Wednesday, May 7, 2008

David Stott Building

Name of Model: David Stott building, 1929, Detroit. First 3 stories displayed at GTE 2006. Completed as a 31 story skyscraper for NMRA 2006. Completely rebuilt in April 2008 to make it more accurate with 37 stories.
Created by DecoJim, Flickr: http://www.flickr.com/photos/decojim/ Brickshelf: http://www.brickshelf.com/cgi-bin/gallery.cgi?m=DecoJim
Found at: http://www.flickr.com/photos/decojim/sets/72157604761140171/ and http://www.brickshelf.com/cgi-bin/gallery.cgi?f=170584
Details:
That picture to the left really is the model and not the life-size building. I think it's safe to say that when you take a model this size outside and find a camera angle that good, you're probably as much of a photographer as a builder - not that this looks like it was easy to build at all, but you know what I mean.

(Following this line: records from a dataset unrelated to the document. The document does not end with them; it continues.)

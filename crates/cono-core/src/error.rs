//! # Error Types
//!
//! Domain-specific error types for cono-core.
//!
//! ## Error Hierarchy
//! ```text
//! ┌─────────────────────────────────────────────────────────────────────────┐
//! │                         Error Types                                     │
//! │                                                                         │
//! │  cono-core errors (this file)                                          │
//! │  ├── CoreError        - Pricing pipeline failures                      │
//! │  └── ValidationError  - Input validation failures                      │
//! │                                                                         │
//! │  cono-db errors (separate crate)                                       │
//! │  └── DbError          - Database operation failures                    │
//! │                                                                         │
//! │  HTTP API errors (in app)                                              │
//! │  └── ApiError         - What clients see (serialized)                  │
//! │                                                                         │
//! │  Flow: ValidationError → CoreError → DbError → ApiError → Client       │
//! └─────────────────────────────────────────────────────────────────────────┘
//! ```
//!
//! ## Design Principles
//! 1. Use `thiserror` for derive macros (not manual impl)
//! 2. Include context in error messages (variant name, topping ids)
//! 3. Errors are enum variants, never String
//! 4. Each error variant maps to a user-facing message

use thiserror::Error;

// =============================================================================
// Core Error
// =============================================================================

/// Core pricing engine errors.
///
/// These errors represent rule violations inside the pricing pipeline.
/// They should be caught and translated to user-friendly messages.
#[derive(Debug, Error)]
pub enum CoreError {
    /// The requested cone variant is not in the catalog.
    ///
    /// ## When This Occurs
    /// - A caller passes a variant string outside {Carnivore, Vegetarian,
    ///   Healthy}
    /// - A stored order's variant column was written by an older catalog
    ///   or edited outside the API
    ///
    /// ## User Workflow
    /// ```text
    /// price_order("Vegan", "Small", ...)
    ///      │
    ///      ▼
    /// UnsupportedVariant("Vegan")  ← fatal, nothing logged
    ///      │
    ///      ▼
    /// API create/update: rejected with 422
    /// API reads of stored rows: degrade to price 0 + ERROR_PRICING event
    /// ```
    #[error("Unsupported cone variant: {0}")]
    UnsupportedVariant(String),

    /// Validation error (wraps ValidationError).
    #[error("Validation error: {0}")]
    Validation(#[from] ValidationError),
}

// =============================================================================
// Validation Error
// =============================================================================

/// Input validation errors.
///
/// These errors occur when caller input doesn't meet requirements.
/// Used for early validation before the pricing pipeline runs; the core
/// itself stays permissive (unknown toppings are ignored, not rejected).
#[derive(Debug, Error)]
pub enum ValidationError {
    /// A required field is missing or empty.
    #[error("{field} is required")]
    Required { field: String },

    /// Field value is too long.
    #[error("{field} must be at most {max} characters")]
    TooLong { field: String, max: usize },

    /// Value is not in allowed set.
    #[error("{field} must be one of: {allowed:?}")]
    NotAllowed { field: String, allowed: Vec<String> },

    /// One or more topping identifiers are outside the closed catalog.
    ///
    /// Carries the offending identifiers so the API can echo them back.
    #[error("the following toppings are not allowed: {}", .invalid.join(", "))]
    InvalidToppings { invalid: Vec<String> },
}

// =============================================================================
// Result Type Alias
// =============================================================================

/// Convenience type alias for Results with CoreError.
pub type CoreResult<T> = Result<T, CoreError>;

// =============================================================================
// Unit Tests
// =============================================================================

#[cfg(test)]
mod tests {
    use super::*;

    #[test]
    fn test_error_messages() {
        let err = CoreError::UnsupportedVariant("Vegan".to_string());
        assert_eq!(err.to_string(), "Unsupported cone variant: Vegan");
    }

    #[test]
    fn test_validation_error_messages() {
        let err = ValidationError::Required {
            field: "customer".to_string(),
        };
        assert_eq!(err.to_string(), "customer is required");

        let err = ValidationError::TooLong {
            field: "customer".to_string(),
            max: 100,
        };
        assert_eq!(err.to_string(), "customer must be at most 100 characters");
    }

    #[test]
    fn test_invalid_toppings_message_lists_offenders() {
        let err = ValidationError::InvalidToppings {
            invalid: vec!["gold_leaf".to_string(), "caviar".to_string()],
        };
        assert_eq!(
            err.to_string(),
            "the following toppings are not allowed: gold_leaf, caviar"
        );
    }

    #[test]
    fn test_validation_converts_to_core_error() {
        let validation_err = ValidationError::Required {
            field: "customer".to_string(),
        };
        let core_err: CoreError = validation_err.into();
        assert!(matches!(core_err, CoreError::Validation(_)));
    }
}
//! # cono-core: Pure Pricing Logic for Cono Orders
//!
//! This crate is the **heart** of Cono Orders. It contains the entire
//! pricing ruleset as deterministic functions with zero I/O dependencies.
//!
//! ## Architecture Position
//! ```text
//! ┌─────────────────────────────────────────────────────────────────────────┐
//! │                      Cono Orders Architecture                           │
//! │                                                                         │
//! │  ┌─────────────────────────────────────────────────────────────────┐   │
//! │  │                      HTTP Clients                               │   │
//! │  │      order entry ──► pricing preview ──► trace inspection       │   │
//! │  └─────────────────────────────┬───────────────────────────────────┘   │
//! │                                │ JSON over HTTP                         │
//! │  ┌─────────────────────────────▼───────────────────────────────────┐   │
//! │  │                    order-api (axum)                             │   │
//! │  │     create/list/update orders, topping catalog, logs            │   │
//! │  └─────────────────────────────┬───────────────────────────────────┘   │
//! │                                │                                        │
//! │  ┌─────────────────────────────▼───────────────────────────────────┐   │
//! │  │               ★ cono-core (THIS CRATE) ★                        │   │
//! │  │                                                                 │   │
//! │  │   ┌───────────┐  ┌───────────┐  ┌───────────┐  ┌───────────┐   │   │
//! │  │   │  variant  │  │ toppings  │  │ assembler │  │   oplog   │   │   │
//! │  │   │  + sizes  │  │  catalog  │  │ + pricing │  │   trace   │   │   │
//! │  │   └───────────┘  └───────────┘  └───────────┘  └───────────┘   │   │
//! │  │                                                                 │   │
//! │  │   NO DATABASE • NO NETWORK • DETERMINISTIC RESULTS              │   │
//! │  └─────────────────────────────────────────────────────────────────┘   │
//! │                                │                                        │
//! │  ┌─────────────────────────────▼───────────────────────────────────┐   │
//! │  │                    cono-db (Database Layer)                     │   │
//! │  │              SQLite queries, migrations, repositories           │   │
//! │  └─────────────────────────────────────────────────────────────────┘   │
//! └─────────────────────────────────────────────────────────────────────────┘
//! ```
//!
//! ## Modules
//!
//! - [`types`] - Domain types (Size, PricedResult, ConeOrder)
//! - [`variant`] - Variant catalog: base prices per size, base ingredients
//! - [`toppings`] - Topping catalog: the closed id → price table
//! - [`money`] - Money type with integer arithmetic (no floating point!)
//! - [`assembler`] - Step-by-step cone construction
//! - [`pricing`] - The engine collaborators call
//! - [`oplog`] - Append-only operation trace
//! - [`error`] - Domain error types
//! - [`validation`] - Business rule validation
//!
//! ## Design Principles
//!
//! 1. **Deterministic**: Same order fields = same price, same event sequence
//! 2. **No I/O**: Database, network, file system access is FORBIDDEN here.
//!    The only shared state is the in-process [`OperationLog`]
//! 3. **Integer Money**: All monetary values are in cents (i64) to avoid
//!    float errors
//! 4. **Lenient Where History Demands It**: Unknown sizes price as Medium
//!    and unknown toppings are skipped, so old rows always produce a result;
//!    only an unknown *variant* is fatal
//!
//! ## Example Usage
//!
//! ```rust
//! use cono_core::oplog::OperationLog;
//! use cono_core::pricing::PricingEngine;
//!
//! let engine = PricingEngine::new(OperationLog::new());
//!
//! // $20.00 Carnivore Medium plus a $5.00 bacon topping
//! let result = engine
//!     .price_order("Carnivore", "Medium", &["bacon".to_string()], 0)
//!     .unwrap();
//!
//! assert_eq!(result.final_price_cents, 2500);
//! assert!(!result.has_discount());
//! ```

// =============================================================================
// Module Declarations
// =============================================================================

pub mod assembler;
pub mod error;
pub mod money;
pub mod oplog;
pub mod pricing;
pub mod toppings;
pub mod types;
pub mod validation;
pub mod variant;

// =============================================================================
// Re-exports for Convenience
// =============================================================================
// These allow users to do `use cono_core::Money` instead of
// `use cono_core::money::Money`

pub use assembler::ConeAssembler;
pub use error::{CoreError, CoreResult, ValidationError};
pub use money::Money;
pub use oplog::{LogEntry, LogQuery, OperationKind, OperationLog};
pub use pricing::PricingEngine;
pub use types::*;
pub use variant::Variant;

// =============================================================================
// Crate-Level Constants
// =============================================================================

/// Extra-topping count at which the combo discount fires.
///
/// ## Business Reason
/// Three genuinely extra toppings make the order a "combo" worth rewarding.
/// Toppings that merely repeat a base ingredient never count toward this.
pub const COMBO_TOPPING_THRESHOLD: usize = 3;

/// Combo discount rate in basis points (1000 = 10%).
///
/// ## Why Basis Points?
/// Integer math end to end. Every catalog amount is a multiple of 50 cents,
/// so 10% of any reachable total is itself a whole number of cents and no
/// rounding ever shows up on a receipt.
pub const COMBO_DISCOUNT_BPS: u32 = 1000;

/// Reason string recorded with every `APPLY_DISCOUNT` event.
pub const COMBO_DISCOUNT_REASON: &str = "combo_3_toppings";

/// Maximum customer name length accepted at intake.
///
/// ## Business Reason
/// Matches the storage column width. Names longer than this are almost
/// always paste mistakes.
pub const MAX_CUSTOMER_LEN: usize = 100;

Obviously, quite the dark orange collection was required here. It looks to me like a half-stud offset for the windows and inner archetectural elements, and those windows look solid black to me (which isn't a technique I'd think to try, but it looks good here - although those could just be smoke-colored windows too, which do occasionally appear in sets). While the scale is a little bit lower than many other minifig-scale models I've seen (6 bricks high per floor versus 7 in most sets or 10 in Cafe Corner), this is still technically minifig scale. The life-size David Stott Building in Detroit, Michigan, USA, is 133.1 m (437 ft), while this LEGO® model stands 2.286 m (7.5 ft) tall. This is one of several buildings featured in the Flickr gallery above - the whole gallery is a beautiful representation of what must be some of Detroit's finest buildings. The Brickshelf links above include work-in-progress pictures. This is the second version of this model - it was first built for a show in 2006, but this April 2008 revision features some improvements in scale and accuracy.